IV – Sur les mesures accessoires :
A) Sur les dépens
Aux termes de l’article 696 du Code de procédure civile, la partie perdante est condamnée aux dépens, à moins que le juge, par décision motivée, n’en mette la totalité ou une fraction à la charge de l’autre partie.
En l’espèce, Monsieur [R] [X] et Madame [L] [B], parties perdantes, seront condamnés in solidum aux dépens.
B) Sur l’article 700 du Code de procédure civile
Aux termes de l’article 700 du Code de procédure civile, le juge condamne la partie tenue aux dépens ou qui perd son procès à payer à l’autre partie la somme qu’il détermine au titre des frais exposés et non compris dans les dépens. Le juge tient compte de l’équité ou de la situation économique de la partie condamnée. Il peut, même d’office, pour des raisons tirées des mêmes considérations, dire qu’il n’y a lieu à condamnation.
En l’espèce, Monsieur [R] [X] et Madame [L] [B] sont condamnés in solidum à verser aux demandeurs la somme de 800€ sur le fondement de l’article 700 du Code de procédure civile.

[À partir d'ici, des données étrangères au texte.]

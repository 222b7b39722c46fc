//! Error types for explanation search

use thiserror::Error;

#[derive(Error, Debug)]
pub enum ExplainError {
    #[error("Strategy '{strategy}' failed: {message}")]
    StrategyFailed { strategy: String, message: String },

    #[error("Unsupported target: {0}")]
    UnsupportedTarget(String),

    #[error("Invalid configuration: {0}")]
    InvalidConfig(String),

    #[error("Serialization error: {0}")]
    Serialization(#[from] serde_json::Error),
}

pub type ExplainResult<T> = Result<T, ExplainError>;

impl ExplainError {
    pub fn strategy_failed(strategy: &str, message: impl Into<String>) -> Self {
        ExplainError::StrategyFailed { strategy: strategy.to_string(), message: message.into() }
    }
}
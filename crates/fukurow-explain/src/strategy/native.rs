//! Oracle-native fallback

use super::{dominant_reasoning_type, SearchContext, Strategy};
use crate::error::ExplainResult;
use crate::path::{JustificationPath, QueryTarget, ReasoningType};
use fukurow_core::model::Axiom;
use itertools::Itertools;
use tracing::debug;

/// Uses the oracle's own justification as one more path.
///
/// The reasoning type comes from the dominant schema statement of the
/// justification, so a path a systematic strategy also found collapses with
/// it during deduplication.
pub struct NativeStrategy;

impl NativeStrategy {
    pub const NAME: &'static str = "oracle_native";
}

impl Strategy for NativeStrategy {
    fn name(&self) -> &'static str {
        Self::NAME
    }

    fn description(&self) -> &'static str {
        "Justification reported by the entailment oracle"
    }

    fn priority(&self) -> i32 {
        100
    }

    fn can_explain(&self, _target: &QueryTarget) -> bool {
        true
    }

    fn explain(&self, target: &QueryTarget, ctx: &SearchContext<'_>) -> ExplainResult<Vec<JustificationPath>> {
        let Some(axioms) = ctx.oracle.justification(&target.to_axiom()) else {
            debug!(target = %target, "Oracle has no native justification");
            return Ok(Vec::new());
        };
        let axioms: Vec<Axiom> = axioms.into_iter().unique_by(Axiom::normalized).collect();
        if axioms.is_empty() {
            return Ok(Vec::new());
        }

        let reasoning_type = dominant_reasoning_type(&axioms, ReasoningType::OracleNative);
        let description = format!("Native oracle explanation with {} statements", axioms.len());
        Ok(vec![JustificationPath::new(axioms, description, reasoning_type, Self::NAME)])
    }
}
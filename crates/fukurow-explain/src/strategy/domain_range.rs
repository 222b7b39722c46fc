//! Domain and range reasoning

use super::{assertion, SearchContext, Strategy};
use crate::error::ExplainResult;
use crate::path::{JustificationPath, QueryTarget, ReasoningType};
use fukurow_core::format;
use fukurow_core::model::{Axiom, AxiomType, ClassExpression, PropertyExpression};

/// Explains `C(x)` when `x` is the subject of a property with domain `C`, or
/// the object of a property with range `C`. One witness per property.
pub struct DomainRangeStrategy;

impl DomainRangeStrategy {
    pub const NAME: &'static str = "domain_range";
}

impl Strategy for DomainRangeStrategy {
    fn name(&self) -> &'static str {
        Self::NAME
    }

    fn description(&self) -> &'static str {
        "Property usage of the individual under a domain or range axiom"
    }

    fn priority(&self) -> i32 {
        45
    }

    fn can_explain(&self, target: &QueryTarget) -> bool {
        target.is_class_membership()
    }

    fn explain(&self, target: &QueryTarget, ctx: &SearchContext<'_>) -> ExplainResult<Vec<JustificationPath>> {
        let QueryTarget::ClassMembership { individual, class } = target else {
            return Ok(Vec::new());
        };
        let target_class = ClassExpression::Named(class.clone());

        let mut paths = Vec::new();
        for axiom in ctx.store.statements_of_kind(AxiomType::ObjectPropertyDomain) {
            let Axiom::ObjectPropertyDomain(property, domain) = axiom else { continue };
            if domain != &target_class {
                continue;
            }
            let Some(value) = ctx.values(individual, property).into_iter().next() else { continue };

            let axioms = vec![assertion(property, individual, &value), axiom.clone()];
            let description = format!(
                "Domain restriction: domain({}) = {}",
                format::property(property),
                class.short_form()
            );
            paths.push(build(axioms, description));
        }

        for axiom in ctx.store.statements_of_kind(AxiomType::ObjectPropertyRange) {
            let Axiom::ObjectPropertyRange(property, range) = axiom else { continue };
            if range != &target_class {
                continue;
            }
            let inverse = PropertyExpression::inverse_of(property.clone());
            let Some(value) = ctx.values(individual, &inverse).into_iter().next() else { continue };

            let axioms = vec![assertion(property, &value, individual), axiom.clone()];
            let description = format!(
                "Range restriction: range({}) = {}",
                format::property(property),
                class.short_form()
            );
            paths.push(build(axioms, description));
        }

        paths.truncate(ctx.config.max_paths_per_strategy);
        Ok(paths)
    }
}

fn build(axioms: Vec<Axiom>, description: String) -> JustificationPath {
    JustificationPath::new(axioms, description, ReasoningType::DomainRange, DomainRangeStrategy::NAME)
}

#[cfg(test)]
mod tests {
    use super::*;
    use crate::config::ExplainConfig;
    use crate::strategy::fixtures::*;

    fn family() -> Vec<Axiom> {
        vec![
            Axiom::ObjectPropertyDomain(prop("hasChild"), class("Parent")),
            Axiom::ObjectPropertyRange(prop("hasChild"), class("Child")),
            Axiom::property_assertion(&iri("hasChild"), &ind("john"), &ind("bob")),
            Axiom::property_assertion(&iri("hasChild"), &ind("john"), &ind("ann")),
        ]
    }

    #[test]
    fn test_domain_witness() {
        let (store, kb) = knowledge_base(family());
        let config = ExplainConfig::default();
        let ctx = SearchContext::new(&store, &kb, &config);

        let paths = DomainRangeStrategy
            .explain(&QueryTarget::class_membership(&ind("john"), &iri("Parent")), &ctx)
            .unwrap();
        // one witness per property, the first in order
        assert_eq!(paths.len(), 1);
        assert_eq!(paths[0].description(), "Domain restriction: domain(hasChild) = Parent");
        assert_eq!(
            paths[0].axioms()[0],
            Axiom::property_assertion(&iri("hasChild"), &ind("john"), &ind("ann"))
        );
    }

    #[test]
    fn test_range_witness() {
        let (store, kb) = knowledge_base(family());
        let config = ExplainConfig::default();
        let ctx = SearchContext::new(&store, &kb, &config);

        let paths = DomainRangeStrategy
            .explain(&QueryTarget::class_membership(&ind("bob"), &iri("Child")), &ctx)
            .unwrap();
        assert_eq!(paths.len(), 1);
        assert_eq!(paths[0].description(), "Range restriction: range(hasChild) = Child");
        assert_eq!(paths[0].reasoning_type(), ReasoningType::DomainRange);

        let none = DomainRangeStrategy
            .explain(&QueryTarget::class_membership(&ind("bob"), &iri("Parent")), &ctx)
            .unwrap();
        assert!(none.is_empty());
    }
}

En application de l’article 514 du Code de Procédure Civile modifié par le décret du 11 décembre 2019, applicable aux instances introduites après le 1er janvier 2020, l’exécution provisoire est de droit.
PAR CES MOTIFS
Le Tribunal, statuant en audience publique, par jugement contradictoire en premier ressort, mis à disposition au greffe,
ORDONNE la jonction de la procédure introduite par Monsieur [E] [O] et Madame [N] [U], épouse [O], à l’encontre de Madame [L] [B] portant le numéro RG 24-01167 et la procédure en intervention forcée introduite par Madame [L] [B] à l’encontre de Monsieur [R] [X] portant le numéro 25-00131 ;
DIT que le recours portera le numéro RG 24-01167 ;
JUGE que le bien immobilier acquis par Monsieur [E] [O] et Madame [N] [U], épouse [O], auprès de Monsieur [R] [X] et Madame [L] [B], le 15 novembre 2022, pour un montant de 400.000€, est affecté d’un vice caché ;
CONDAMNE solidairement Monsieur [R] [X] et Madame [L] [B] à payer à Monsieur [E] [O] et Madame [N] [U], épouse [O], la somme de 6.382,75€ au titre des travaux de remise en état de l’installation défectueuse, avec intérêts au taux légal à compter du 1er mai 2023 ;
CONDAMNE solidairement Monsieur [R] [X] et Madame [L] [B] à payer à Monsieur [E] [O] et Madame [N] [U], épouse [O], la somme de 345,20€ au titre du coût du procès-verbal de constat du 20 décembre 2022, avec intérêts au taux légal à compter du 1er mai 2023 ;
DEBOUTE Monsieur [E] [O] et Madame [N] [U], épouse [O], de leurs autres demandes ;
DEBOUTE Monsieur [R] [X] et Madame [L] [B] de leurs demandes ;
CONDAMNE in solidum Monsieur [R] [X] et Madame [L] [B] à verser à Monsieur [E] [O] et Madame [N] [U], épouse [O] la somme de 800€ au titre de l’article 700 du Code de procédure civile ;
CONDAMNE in solidum Monsieur [R] [X] et Madame [L] [B] aux entiers dépens ;
RAPPELLE que l’exécution provisoire est de droit.